Mr  Holloway’s  brother  was  particularly  disappointed  that  it seemed as if Mr Holloway’s care was not joined up between the different agencies. 
6ACTION SHOULD BE TAKEN

In my opinion, action should be taken to prevent future deaths and I believe that you have the power to take such action.  
7YOUR RESPONSE

You are under a duty to respond to this report within 56 days of the date of this report, namely by 22 April 2025.  I, the coroner, may extend the period. 
Your response must contain details of action taken or proposed to be taken, setting out the timetable for action. Otherwise, you must explain why no action is proposed. 
8COPIES and PUBLICATION

I have sent a copy of my report to the following.
 
[REDACTED], brother of Duncan Holloway 
 
 
[REDACTED], friend of Duncan Holloway 
 
 
[REDACTED], BCAP accredited psychotherapist 
 
[REDACTED],GP, Prince of Wales Medical Centre 
 
Care Quality Commission for England  
NHS England  
HHJ Alexia Durran, the Chief Coroner of England & Wales

I am also under a duty to send a copy of your response to the Chief Coroner and all interested persons who in my opinion should receive it.
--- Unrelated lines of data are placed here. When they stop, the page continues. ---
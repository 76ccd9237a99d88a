//! Typed message vocabulary for the relay wire protocol.
//!
//! Two enums, one per direction:
//!
//! ```text
//! Endpoint → Server: JSON text frame → EndpointMessage
//! Server → Endpoint: ServerMessage   → JSON text frame
//! ```
//!
//! Using distinct direction-specific enums makes it a compile-time error to
//! send a server-only message from an endpoint, and vice versa.
//!
//! # JSON representation
//!
//! Every message is a JSON object with a kebab-case `"type"` discriminant and
//! camelCase payload fields flattened into the same object:
//!
//! ```json
//! {"type":"command","deviceId":"a1b2c3d4e5f60718","command":"reboot","params":{}}
//! {"type":"device-connected","deviceId":"a1b2c3d4e5f60718","timestamp":"2026-08-07T12:00:00.000Z"}
//! ```
//!
//! `params`, `response`, and `chunk` are opaque to the relay: they are carried
//! as [`serde_json::Value`] and re-wrapped without inspection. The router adds
//! no sequencing, validation, or reassembly for stream chunks; per-sender
//! ordering is whatever the transport provides.

use serde::{Deserialize, Serialize};
use serde_json::Value;

use crate::identity::Identity;

// ── Endpoint → Server messages ────────────────────────────────────────────────

/// Messages an endpoint (device or client) sends to the relay.
#[derive(Debug, Clone, PartialEq, Serialize, Deserialize)]
#[serde(tag = "type", rename_all = "kebab-case")]
pub enum EndpointMessage {
    /// Bind this connection as a device. Carries no payload; the relay mints
    /// the identity and returns it in `registration-complete`.
    RegisterDevice,

    /// Bind this connection as a client. The `registration-complete` reply
    /// additionally carries a snapshot of every currently registered device.
    RegisterClient,

    /// Ask the relay to deliver a command to the addressed device.
    #[serde(rename_all = "camelCase")]
    Command {
        /// Target device identity, as learned from the device snapshot or a
        /// `device-connected` broadcast.
        device_id: Identity,
        /// Command name, opaque to the relay.
        command: String,
        /// Command arguments, opaque to the relay.
        #[serde(default)]
        params: Value,
    },

    /// Return a command's result to the addressed client.
    #[serde(rename_all = "camelCase")]
    CommandResponse {
        /// Target client identity, as received in `execute-command`.
        client_id: Identity,
        /// Result body, opaque to the relay.
        #[serde(default)]
        response: Value,
        /// Name of the command this result answers.
        command: String,
    },

    /// Push one chunk of a binary stream (camera frames, file transfer, ...)
    /// to the addressed client.
    #[serde(rename_all = "camelCase")]
    BinaryStream {
        /// Target client identity.
        client_id: Identity,
        /// Stream discriminator, e.g. `"camera"` or `"file"`.
        stream_type: String,
        /// Chunk payload, opaque to the relay.
        #[serde(default)]
        chunk: Value,
    },
}

// ── Server → Endpoint messages ────────────────────────────────────────────────

/// Messages the relay sends to an endpoint.
///
/// The sender-identity fields (`clientId` on `execute-command`, `deviceId` on
/// `command-result` and `stream-data`) are optional: the relay does not verify
/// sender roles, and a message relayed from a connection that never registered
/// simply omits the field.
#[derive(Debug, Clone, PartialEq, Serialize, Deserialize)]
#[serde(tag = "type", rename_all = "kebab-case")]
pub enum ServerMessage {
    /// Confirms a registration and returns the minted identity. The payload
    /// shape depends on the role that registered; see [`RegistrationReply`].
    RegistrationComplete(RegistrationReply),

    /// Lifecycle broadcast to every registered client: a device registered.
    #[serde(rename_all = "camelCase")]
    DeviceConnected {
        device_id: Identity,
        /// RFC 3339 UTC timestamp with millisecond precision, taken when the
        /// broadcast fired.
        timestamp: String,
    },

    /// Lifecycle broadcast to every registered client: a device disconnected.
    #[serde(rename_all = "camelCase")]
    DeviceDisconnected { device_id: Identity },

    /// A relayed command, delivered to the target device.
    #[serde(rename_all = "camelCase")]
    ExecuteCommand {
        command: String,
        params: Value,
        /// Identity of the sending client, omitted if the sender never
        /// registered as one.
        #[serde(skip_serializing_if = "Option::is_none")]
        client_id: Option<Identity>,
    },

    /// A relayed command result, delivered to the target client.
    #[serde(rename_all = "camelCase")]
    CommandResult {
        /// Identity of the responding device, omitted if the sender never
        /// registered as one.
        #[serde(skip_serializing_if = "Option::is_none")]
        device_id: Option<Identity>,
        command: String,
        response: Value,
    },

    /// A relayed stream chunk, delivered to the target client.
    #[serde(rename_all = "camelCase")]
    StreamData {
        /// Identity of the streaming device, omitted if the sender never
        /// registered as one.
        #[serde(skip_serializing_if = "Option::is_none")]
        device_id: Option<Identity>,
        stream_type: String,
        chunk: Value,
    },

    /// Routing failure reported to a `command` sender whose target device is
    /// not connected. The response and stream paths drop silently instead;
    /// that asymmetry is inherited wire behavior, kept on purpose.
    Error { message: String },
}

/// Payload of `registration-complete`, shaped by the registered role.
///
/// Untagged: the two shapes share the event name on the wire and are told
/// apart by their fields, exactly as the original protocol did.
#[derive(Debug, Clone, PartialEq, Serialize, Deserialize)]
#[serde(untagged)]
pub enum RegistrationReply {
    /// Reply to `register-device`.
    #[serde(rename_all = "camelCase")]
    Device { device_id: Identity },

    /// Reply to `register-client`, with the device snapshot taken at
    /// registration time. Devices that register later arrive via
    /// `device-connected` broadcasts, not retroactively.
    #[serde(rename_all = "camelCase")]
    Client {
        client_id: Identity,
        connected_devices: Vec<Identity>,
    },
}

// ── Tests ─────────────────────────────────────────────────────────────────────
//! Domain layer for relay-server.
//!
//! Pure types only: no I/O, no async, no framework dependencies.

pub mod config;

pub use config::ServerConfig;
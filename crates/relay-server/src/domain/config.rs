//! Server configuration.
//!
//! [`ServerConfig`] is the single source of truth for runtime settings. It is
//! built once at startup from CLI arguments (see `main.rs`); the defaults
//! suit local development and tests. No environment variables are read here;
//! the binary boundary is responsible for populating the struct.

use std::net::SocketAddr;

/// All runtime configuration for the relay server.
#[derive(Debug, Clone)]
pub struct ServerConfig {
    /// Address the WebSocket relay listener binds to. `0.0.0.0` accepts
    /// connections from any interface.
    pub listen_addr: SocketAddr,

    /// Address of the plain-text liveness endpoint. Served on a separate
    /// listener so health probes never touch the relay protocol.
    pub status_addr: SocketAddr,
}

impl Default for ServerConfig {
    /// Relay on `0.0.0.0:3000`, status on `0.0.0.0:3001`.
    fn default() -> Self {
        Self {
            // Compile-time-known valid socket address strings.
            listen_addr: "0.0.0.0:3000".parse().unwrap(),
            status_addr: "0.0.0.0:3001".parse().unwrap(),
        }
    }
}

// ── Tests ─────────────────────────────────────────────────────────────────────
I may also send a copy of your response to any other person who I believe may find it useful or of interest.  

The Chief Coroner may publish either or both in a complete or redacted or summary form. She may send a copy of this report to any person who she  believes  may  find  it  useful  or  of  interest.  You  may  make representations to me, the coroner, at the time of your response, about the release or the publication of your response.